Former premier never gave up his dream of Quebec independen­ce

- PHILIP AUTHIER

When it comes to his political legacy, history will probably show Bernard Landry was a better co-pilot than a pilot. Yet, in the last years of his life, Landry would often express regrets at having resigned the leadership of the Parti Québécois in 2005 after obtaining a low confidence vote from the party rank and file. “I should have reflected at least one night before resigning,” Landry told an interviewe­r in 2015. “I loved that job. I am heartsick. It was hard.” It was the way he felt but it did not change what was an otherwise full and robust political career devoted to what he liked to call the “Quebec cause.” He titled his own biography just that: La cause du Québec.

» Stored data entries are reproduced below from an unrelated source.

impl LedgerDb {
    /// Open or create the ledger database.
    pub fn open(path: &Path) -> Result<Self> {
        if let Some(parent) = path.parent() {
            std::fs::create_dir_all(parent)?;
        }
        let conn = Connection::open(path)
            .map_err(|e| ClientChainError::Storage(format!("ledger open: {e}")))?;
        let db = Self { conn: Mutex::new(conn) };
        db.migrate()?;
        Ok(db)
    }

    fn migrate(&self) -> Result<()> {
        let conn = self.lock()?;
        conn.execute_batch(
            "
            CREATE TABLE IF NOT EXISTS subjects (
                id TEXT PRIMARY KEY,
                name TEXT NOT NULL,
                phone TEXT,
                email TEXT,
                timezone TEXT,                   -- fixed UTC offset, e.g. '+08:00'
                credits INTEGER NOT NULL DEFAULT 0,
                opt_out_sms INTEGER NOT NULL DEFAULT 0,
                opt_out_email INTEGER NOT NULL DEFAULT 0,
                marketing_consent INTEGER,       -- NULL = never asked
                created_at TEXT NOT NULL,
                updated_at TEXT NOT NULL
            );

            CREATE TABLE IF NOT EXISTS credit_ledger (
                id TEXT PRIMARY KEY,
                subject_id TEXT NOT NULL,
                direction TEXT NOT NULL,         -- 'earned' | 'redeemed'
                amount INTEGER NOT NULL,
                balance_before INTEGER NOT NULL,
                balance_after INTEGER NOT NULL,
                source TEXT NOT NULL,
                reference_id TEXT,
                description TEXT,
                expires_at TEXT,
                created_at TEXT NOT NULL,
                FOREIGN KEY (subject_id) REFERENCES subjects(id)
            );

            CREATE INDEX IF NOT EXISTS idx_ledger_subject
                ON credit_ledger(subject_id, created_at);
            ",
        )
        .map_err(|e| ClientChainError::Storage(format!("ledger migration: {e}")))?;
        Ok(())
    }

    fn lock(&self) -> Result<std::sync::MutexGuard<'_, Connection>> {
        self.conn
            .lock()
            .map_err(|e| ClientChainError::Storage(format!("ledger lock: {e}")))
    }

    // ─── Subjects ──────────────────────────────────────

    /// Insert or replace a subject row.
    pub fn save_subject(&self, subject: &SubjectProfile) -> Result<()> {
        let conn = self.lock()?;
        conn.execute(
            "INSERT OR REPLACE INTO subjects
             (id, name, phone, email, timezone, credits, opt_out_sms, opt_out_email,
              marketing_consent, created_at, updated_at)
             VALUES (?1, ?2, ?3, ?4, ?5, ?6, ?7, ?8, ?9, ?10, ?11)",
            rusqlite::params![
                subject.id,
                subject.name,
                subject.phone,
                subject.email,
                subject.timezone,
                subject.credits,
                subject.opt_out_sms as i32,
                subject.opt_out_email as i32,
                subject.marketing_consent.map(|c| c as i32),
                subject.created_at.to_rfc3339(),
                subject.updated_at.to_rfc3339(),
            ],
        )
        .map_err(|e| ClientChainError::Storage(format!("save subject: {e}")))?;
        Ok(())
    }

    pub fn get_subject(&self, id: &str) -> Result<SubjectProfile> {
        let conn = self.lock()?;
        Self::query_subject(&conn, id)
    }

    fn query_subject(conn: &Connection, id: &str) -> Result<SubjectProfile> {
        conn.query_row(
            "SELECT id, name, phone, email, timezone, credits, opt_out_sms, opt_out_email,
                    marketing_consent, created_at, updated_at
             FROM subjects WHERE id = ?1",
            [id],
            Self::row_to_subject,
        )
        .map_err(|e| match e {
            rusqlite::Error::QueryReturnedNoRows => {
                ClientChainError::NotFound(format!("subject {id}"))
            }
            other => ClientChainError::Storage(format!("get subject: {other}")),
        })
    }

    fn row_to_subject(row: &rusqlite::Row<'_>) -> rusqlite::Result<SubjectProfile> {
        Ok(SubjectProfile {
            id: row.get(0)?,
            name: row.get(1)?,
            phone: row.get(2)?,
            email: row.get(3)?,
            timezone: row.get(4)?,
            credits: row.get(5)?,
            opt_out_sms: row.get::<_, i32>(6)? != 0,
            opt_out_email: row.get::<_, i32>(7)? != 0,
            marketing_consent: row.get::<_, Option<i32>>(8)?.map(|c| c != 0),
            created_at: parse_ts(9, &row.get::<_, String>(9)?)?,
            updated_at: parse_ts(10, &row.get::<_, String>(10)?)?,
        })
    }

    pub fn list_subjects(&self) -> Result<Vec<SubjectProfile>> {
        let conn = self.lock()?;
        let mut stmt = conn
            .prepare(
                "SELECT id, name, phone, email, timezone, credits, opt_out_sms, opt_out_email,
                        marketing_consent, created_at, updated_at
                 FROM subjects ORDER BY created_at",
            )
            .map_err(|e| ClientChainError::Storage(format!("list subjects: {e}")))?;
        let rows = stmt
            .query_map([], Self::row_to_subject)
            .map_err(|e| ClientChainError::Storage(format!("list subjects: {e}")))?;
        rows.collect::<rusqlite::Result<Vec<_>>>()
            .map_err(|e| ClientChainError::Storage(format!("list subjects: {e}")))
    }

    /// Apply a partial JSON patch to a subject's profile fields. Only the
    /// keys present in `fields` change; `credits` is deliberately not
    /// patchable here (balances move only through [`Self::apply_credit`]).
    pub fn merge_fields(&self, id: &str, fields: &serde_json::Value) -> Result<SubjectProfile> {
        let obj = fields.as_object().ok_or_else(|| {
            ClientChainError::Validation("subject patch must be a JSON object".into())
        })?;

        // Read-patch-write under one transaction, and the UPDATE leaves the
        // credits column alone: only apply_credit writes the balance.
        let mut conn = self.lock()?;
        let tx = conn
            .transaction()
            .map_err(|e| ClientChainError::Storage(format!("subject tx: {e}")))?;
        let mut subject = Self::query_subject(&tx, id)?;

        for (key, value) in obj {
            match key.as_str() {
                "name" => {
                    if let Some(v) = value.as_str() {
                        subject.name = v.to_string();
                    }
                }
                "phone" => subject.phone = value.as_str().map(|v| v.to_string()),
                "email" => subject.email = value.as_str().map(|v| v.to_string()),
                "timezone" => subject.timezone = value.as_str().map(|v| v.to_string()),
                "opt_out_sms" => {
                    if let Some(v) = value.as_bool() {
                        subject.opt_out_sms = v;
                    }
                }
                "opt_out_email" => {
                    if let Some(v) = value.as_bool() {
                        subject.opt_out_email = v;
                    }
                }
                "marketing_consent" => subject.marketing_consent = value.as_bool(),
                "credits" => {
                    return Err(ClientChainError::Validation(
                        "credits cannot be patched directly; use the ledger".into(),
                    ));
                }
                unknown => {
                    return Err(ClientChainError::Validation(format!(
                        "unknown subject field: {unknown}"
                    )));
                }
            }
        }
        subject.updated_at = Utc::now();

        tx.execute(
            "UPDATE subjects
             SET name = ?1, phone = ?2, email = ?3, timezone = ?4,
                 opt_out_sms = ?5, opt_out_email = ?6, marketing_consent = ?7,
                 updated_at = ?8
             WHERE id = ?9",
            rusqlite::params![
                subject.name,
                subject.phone,
                subject.email,
                subject.timezone,
                subject.opt_out_sms as i32,
                subject.opt_out_email as i32,
                subject.marketing_consent.map(|c| c as i32),
                subject.updated_at.to_rfc3339(),
                subject.id,
            ],
        )
        .map_err(|e| ClientChainError::Storage(format!("patch subject: {e}")))?;
        tx.commit()
            .map_err(|e| ClientChainError::Storage(format!("patch commit: {e}")))?;
        Ok(subject)
    }

    // ─── Credits ──────────────────────────────────────

    /// Move credits and append the matching ledger entry atomically. A
    /// redemption that would overdraw the balance fails without writing
    /// anything.
    pub fn apply_credit(
        &self,
        subject_id: &str,
        amount: i64,
        direction: CreditDirection,
        source: CreditSource,
        reference_id: Option<&str>,
        description: Option<&str>,
    ) -> Result<LedgerEntry> {
        if amount <= 0 {
            return Err(ClientChainError::Validation(format!(
                "credit amount must be positive, got {amount}"
            )));
        }

        let mut conn = self.lock()?;
        let tx = conn
            .transaction()
            .map_err(|e| ClientChainError::Storage(format!("ledger tx: {e}")))?;

        let subject = Self::query_subject(&tx, subject_id)?;
        let balance_before = subject.credits;
        let balance_after = match direction {
            CreditDirection::Earned => balance_before + amount,
            CreditDirection::Redeemed => {
                if balance_before < amount {
                    return Err(ClientChainError::Validation(format!(
                        "insufficient credits: balance {balance_before}, requested {amount}"
                    )));
                }
                balance_before - amount
            }
        };

        let now = Utc::now();
        let entry = LedgerEntry {
            id: uuid::Uuid::new_v4().to_string(),
            subject_id: subject_id.to_string(),
            direction,
            amount,
            balance_before,
            balance_after,
            source,
            reference_id: reference_id.map(|r| r.to_string()),
            description: description.map(|d| d.to_string()),
            expires_at: None,
            created_at: now,
        };

        tx.execute(
            "UPDATE subjects SET credits = ?1, updated_at = ?2 WHERE id = ?3",
            rusqlite::params![balance_after, now.to_rfc3339(), subject_id],
        )
        .map_err(|e| ClientChainError::Storage(format!("update balance: {e}")))?;
        tx.execute(
            "INSERT INTO credit_ledger
             (id, subject_id, direction, amount, balance_before, balance_after,
              source, reference_id, description, expires_at, created_at)
             VALUES (?1, ?2, ?3, ?4, ?5, ?6, ?7, ?8, ?9, ?10, ?11)",
            rusqlite::params![
                entry.id,
                entry.subject_id,
                entry.direction.as_str(),
                entry.amount,
                entry.balance_before,
                entry.balance_after,
                entry.source.as_str(),
                entry.reference_id,
                entry.description,
                entry.expires_at.map(|t| t.to_rfc3339()),
                entry.created_at.to_rfc3339(),
            ],
        )
        .map_err(|e| ClientChainError::Storage(format!("append ledger: {e}")))?;
        tx.commit()
            .map_err(|e| ClientChainError::Storage(format!("ledger commit: {e}")))?;

        tracing::info!(
            "💰 Credits {} {} for subject {}: {} → {}",
            entry.direction.as_str(),
            amount,
            subject_id,
            balance_before,
            balance_after
        );
        Ok(entry)
    }

    /// Redeem credits against the balance.
    pub fn redeem(
        &self,
        subject_id: &str,
        amount: i64,
        description: Option<&str>,
    ) -> Result<LedgerEntry> {
        self.apply_credit(
            subject_id,
            amount,
            CreditDirection::Redeemed,
            CreditSource::Redemption,
            None,
            description,
        )
    }

    /// Entries for a subject, oldest first.
    pub fn entries_for(&self, subject_id: &str) -> Result<Vec<LedgerEntry>> {
        let conn = self.lock()?;
        let mut stmt = conn
            .prepare(
                "SELECT id, subject_id, direction, amount, balance_before, balance_after,
                        source, reference_id, description, expires_at, created_at
                 FROM credit_ledger WHERE subject_id = ?1 ORDER BY created_at, id",
            )
            .map_err(|e| ClientChainError::Storage(format!("ledger query: {e}")))?;
        let rows = stmt
            .query_map([subject_id], |row| {
                let direction_str: String = row.get(2)?;
                let source_str: String = row.get(6)?;
                Ok(LedgerEntry {
                    id: row.get(0)?,
                    subject_id: row.get(1)?,
                    direction: CreditDirection::parse(&direction_str)
                        .ok_or_else(|| decode_err(2, format!("bad direction {direction_str:?}")))?,
                    amount: row.get(3)?,
                    balance_before: row.get(4)?,
                    balance_after: row.get(5)?,
                    source: CreditSource::parse(&source_str)
                        .ok_or_else(|| decode_err(6, format!("bad source {source_str:?}")))?,
                    reference_id: row.get(7)?,
                    description: row.get(8)?,
                    expires_at: match row.get::<_, Option<String>>(9)? {
                        Some(s) => Some(parse_ts(9, &s)?),
                        None => None,
                    },
                    created_at: parse_ts(10, &row.get::<_, String>(10)?)?,
                })
            })
            .map_err(|e| ClientChainError::Storage(format!("ledger query: {e}")))?;
        rows.collect::<rusqlite::Result<Vec<_>>>()
            .map_err(|e| ClientChainError::Storage(format!("ledger query: {e}")))
    }

    /// Current balance straight from the subject row.
    pub fn balance(&self, subject_id: &str) -> Result<i64> {
        Ok(self.get_subject(subject_id)?.credits)
    }
}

Landry died at home at 11:30 a.m. Tuesday of pulmonary fibrosis. He was 81. Landry spent the last months of his life confined to his home in Verchères and using an oxygen tank. His wife, Chantal Renaud, was with him. He is also survived by three children from a previous marriage, Julie, Philippe and Pascale plus his grandchild­ren. Quebec’s 28th premier, he governed from March 2001 to April 2003 after taking over the job following the surprise resignatio­n of Lucien Bouchard in January 2001. Landry’s term as premier ended when he lost the election to Liberal Leader Jean Charest, an event that weakened his leadership permanentl­y in the eyes of many péquistes. But his attempt to “adjust” history at the end of his life — Landry would claim it was his entourage that pressured him to quit after obtaining a 76.2 per cent confidence vote at a party meeting — overshadow­ed the valour he showed the day things turned sour between him and the membership, as so often happens in the world of PQ politics. Arriving on stage before hundreds of PQ members, Landry said he was quitting, ending a 40-year political career, for the greater good of the party and sovereignt­y itself. “I am a man of the cause,” Landry said that night in Quebec City when he tossed it all away. “I am not individual­istic.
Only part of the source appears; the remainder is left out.